● Task to complete:
The lines from the top of the records below through the one containing "pub mod document;" are to be transcribed exactly, and nothing else is to be added.

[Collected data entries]

"""

//! Chat backup and restore.
//!
//! A backup is a single JSON document holding every chat row and message row, written
//! atomically next to its final path and renamed into place. Restoring upserts the rows
//! back, so running it twice on the same file changes nothing the second time.

pub mod document;

pub use document::{read_document, write_document, BackupDocument, RowCounts, BACKUP_VERSION};

use std::fs::{self, File};
use std::io::{BufReader, BufWriter, Write};
use std::path::{Path, PathBuf};

use chrono::{DateTime, Utc};
use tracing::{info, instrument, warn};

use crate::core::BackupError;
use crate::storage::{ChatSink, ChatSource};

#[derive(Debug, Clone, PartialEq, Eq)]
pub struct BackupSummary {
    pub path: PathBuf,
    pub chats: usize,
    pub messages: usize,
    pub written_at: DateTime<Utc>,
}

#[derive(Debug, Clone, PartialEq, Eq)]
pub struct RestoreSummary {
    pub path: PathBuf,
    pub chats: usize,
    pub messages: usize,
}

pub struct ChatBackup<S> {
    store: S,
    target: PathBuf,
}

impl<S> ChatBackup<S> {
    pub fn new(store: S, target: impl Into<PathBuf>) -> Self {
        Self {
            store,
            target: target.into(),
        }
    }

    pub fn target(&self) -> &Path {
        &self.target
    }

    pub fn store(&self) -> &S {
        &self.store
    }
}

impl<S: ChatSource> ChatBackup<S> {
    /// Writes the full backup. The previous backup stays intact until the new one is
    /// completely on disk.
    #[instrument(skip(self), fields(target = %self.target.display()))]
    pub fn backup_chats(&self) -> Result<BackupSummary, BackupError> {
        let staging = staging_path(&self.target);
        match self.write_staged(&staging) {
            Ok(counts) => {
                fs::rename(&staging, &self.target)?;
                info!(chats = counts.chats, messages = counts.messages, "Chat backup written");
                Ok(BackupSummary {
                    path: self.target.clone(),
                    chats: counts.chats,
                    messages: counts.messages,
                    written_at: Utc::now(),
                })
            }
            Err(e) => {
                warn!(error = %e, "Chat backup failed");
                if let Err(cleanup) = fs::remove_file(&staging) {
                    if cleanup.kind() != std::io::ErrorKind::NotFound {
                        warn!(error = %cleanup, path = %staging.display(), "Failed to remove staging file");
                    }
                }
                Err(e)
            }
        }
    }

    fn write_staged(&self, staging: &Path) -> Result<RowCounts, BackupError> {
        if let Some(parent) = staging.parent().filter(|p| !p.as_os_str().is_empty()) {
            fs::create_dir_all(parent)?;
        }
        let file = File::create(staging)?;
        let mut writer = BufWriter::new(file);
        let counts = write_document(&self.store, &mut writer)?;
        writer.flush()?;
        let file = writer.into_inner().map_err(|e| BackupError::Io(e.into_error()))?;
        file.sync_all()?;
        Ok(counts)
    }

    /// Streams the backup document into any writer instead of the target file.
    pub fn backup_to_writer<W: Write>(&self, writer: W) -> Result<RowCounts, BackupError> {
        write_document(&self.store, writer)
    }
}

impl<S: ChatSink> ChatBackup<S> {
    #[instrument(skip(self), fields(target = %self.target.display()))]
    pub fn restore_chats(&self) -> Result<RestoreSummary, BackupError> {
        let file = File::open(&self.target)?;
        let document = read_document(BufReader::new(file))?;
        self.store.upsert_records(&document.chats, &document.messages)?;
        info!(chats = document.chats.len(), messages = document.messages.len(), "Chat backup restored");
        Ok(RestoreSummary {
            path: self.target.clone(),
            chats: document.chats.len(),
            messages: document.messages.len(),
        })
    }
}

fn staging_path(target: &Path) -> PathBuf {
    let mut name = target.file_name().map(|n| n.to_os_string()).unwrap_or_default();
    name.push(".partial");
    target.with_file_name(name)
}

#[cfg(test)]
mod tests {
    use super::*;

    #[test]
    fn staging_file_sits_next_to_target() {
        assert_eq!(
            staging_path(Path::new("/data/chat_backup.json")),
            PathBuf::from("/data/chat_backup.json.partial")
        );
    }
}
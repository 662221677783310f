mod relay;
use std::collections::HashMap;
use std::sync::RwLock;

use super::{ChatSink, ChatSource, Visit};
use crate::core::{BackupError, ChatRecord, MessageRecord};

/// Vec-backed chat store, iterated in insertion order.
#[derive(Default)]
pub struct MemoryChatStore {
    chats: RwLock<Vec<ChatRecord>>,
    messages: RwLock<Vec<MessageRecord>>,
}

impl MemoryChatStore {
    pub fn new() -> Self {
        Self::default()
    }

    pub fn with_records(chats: Vec<ChatRecord>, messages: Vec<MessageRecord>) -> Self {
        Self {
            chats: RwLock::new(chats),
            messages: RwLock::new(messages),
        }
    }

    pub fn chats(&self) -> Result<Vec<ChatRecord>, BackupError> {
        Ok(self.chats.read().map_err(poisoned)?.clone())
    }

    pub fn messages(&self) -> Result<Vec<MessageRecord>, BackupError> {
        Ok(self.messages.read().map_err(poisoned)?.clone())
    }
}

fn poisoned<T>(_: std::sync::PoisonError<T>) -> BackupError {
    BackupError::Storage("chat store lock poisoned".to_string())
}

impl ChatSource for MemoryChatStore {
    fn for_each_chat(&self, visit: Visit<'_, ChatRecord>) -> Result<(), BackupError> {
        let chats = self.chats.read().map_err(poisoned)?;
        for chat in chats.iter() {
            visit(chat.clone())?;
        }
        Ok(())
    }

    fn for_each_message(&self, visit: Visit<'_, MessageRecord>) -> Result<(), BackupError> {
        let messages = self.messages.read().map_err(poisoned)?;
        for message in messages.iter() {
            visit(message.clone())?;
        }
        Ok(())
    }
}

impl ChatSink for MemoryChatStore {
    fn upsert_records(&self, chats: &[ChatRecord], messages: &[MessageRecord]) -> Result<(), BackupError> {
        let mut stored_chats = self.chats.write().map_err(poisoned)?;
        let mut chat_index: HashMap<String, usize> = stored_chats
            .iter()
            .enumerate()
            .map(|(i, c)| (c.chat_id.clone(), i))
            .collect();
        for chat in chats {
            match chat_index.get(&chat.chat_id) {
                Some(&i) => stored_chats[i] = chat.clone(),
                None => {
                    chat_index.insert(chat.chat_id.clone(), stored_chats.len());
                    stored_chats.push(chat.clone());
                }
            }
        }

        let mut stored_messages = self.messages.write().map_err(poisoned)?;
        let mut held: HashMap<MessageRecord, usize> = HashMap::new();
        for message in stored_messages.iter() {
            *held.entry(message.clone()).or_default() += 1;
        }
        let mut copies: HashMap<&MessageRecord, usize> = HashMap::new();
        for message in messages {
            let copy = copies.entry(message).or_default();
            *copy += 1;
            let existing = held.entry(message.clone()).or_default();
            if *existing < *copy {
                *existing += 1;
                stored_messages.push(message.clone());
            }
        }
        Ok(())
    }
}
use std::io::{Read, Write};

use serde::{Deserialize, Serialize};
use serde_json::Value;

use crate::core::{BackupError, ChatRecord, MessageRecord};
use crate::storage::ChatSource;

pub const BACKUP_VERSION: i64 = 1;

/// `{"version":1,"chats":[...],"messages":[...]}`, with `version` always first.
#[derive(Debug, Clone, PartialEq, Eq, Serialize, Deserialize)]
pub struct BackupDocument {
    pub version: i64,
    pub chats: Vec<ChatRecord>,
    pub messages: Vec<MessageRecord>,
}

impl BackupDocument {
    pub fn new(chats: Vec<ChatRecord>, messages: Vec<MessageRecord>) -> Self {
        Self {
            version: BACKUP_VERSION,
            chats,
            messages,
        }
    }
}

#[derive(Debug, Clone, Copy, Default, PartialEq, Eq)]
pub struct RowCounts {
    pub chats: usize,
    pub messages: usize,
}

/// Streams every chat and message row from `source` straight into `writer`.
///
/// Only one row is held at a time. The bytes match `serde_json::to_vec` of the
/// equivalent [`BackupDocument`].
pub fn write_document<W: Write>(source: &dyn ChatSource, mut writer: W) -> Result<RowCounts, BackupError> {
    let mut counts = RowCounts::default();

    writer.write_all(b"{\"version\":")?;
    serde_json::to_writer(&mut writer, &BACKUP_VERSION)?;

    writer.write_all(b",\"chats\":[")?;
    source.for_each_chat(&mut |chat| {
        if counts.chats > 0 {
            writer.write_all(b",")?;
        }
        serde_json::to_writer(&mut writer, &chat)?;
        counts.chats += 1;
        Ok(())
    })?;

    writer.write_all(b"],\"messages\":[")?;
    source.for_each_message(&mut |message| {
        if counts.messages > 0 {
            writer.write_all(b",")?;
        }
        serde_json::to_writer(&mut writer, &message)?;
        counts.messages += 1;
        Ok(())
    })?;

    writer.write_all(b"]}")?;
    writer.flush()?;
    Ok(counts)
}

/// Parses a backup, checking `version` before trusting the rest of the layout.
pub fn read_document<R: Read>(reader: R) -> Result<BackupDocument, BackupError> {
    let value: Value = serde_json::from_reader(reader)?;
    let object = value
        .as_object()
        .ok_or_else(|| BackupError::InvalidDocument("top level is not an object".to_string()))?;
    let version = object
        .get("version")
        .ok_or_else(|| BackupError::InvalidDocument("missing version".to_string()))?
        .as_i64()
        .ok_or_else(|| BackupError::InvalidDocument("version is not an integer".to_string()))?;
    if version != BACKUP_VERSION {
        return Err(BackupError::UnsupportedVersion(version));
    }

    let document: BackupDocument = serde_json::from_value(value)?;
    Ok(document)
}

"""

● Task result:
//! Chat backup and restore.
//!
//! A backup is a single JSON document holding every chat row and message row, written
//! atomically next to its final path and renamed into place. Restoring upserts the rows
//! back, so running it twice on the same file changes nothing the second time.

pub mod document;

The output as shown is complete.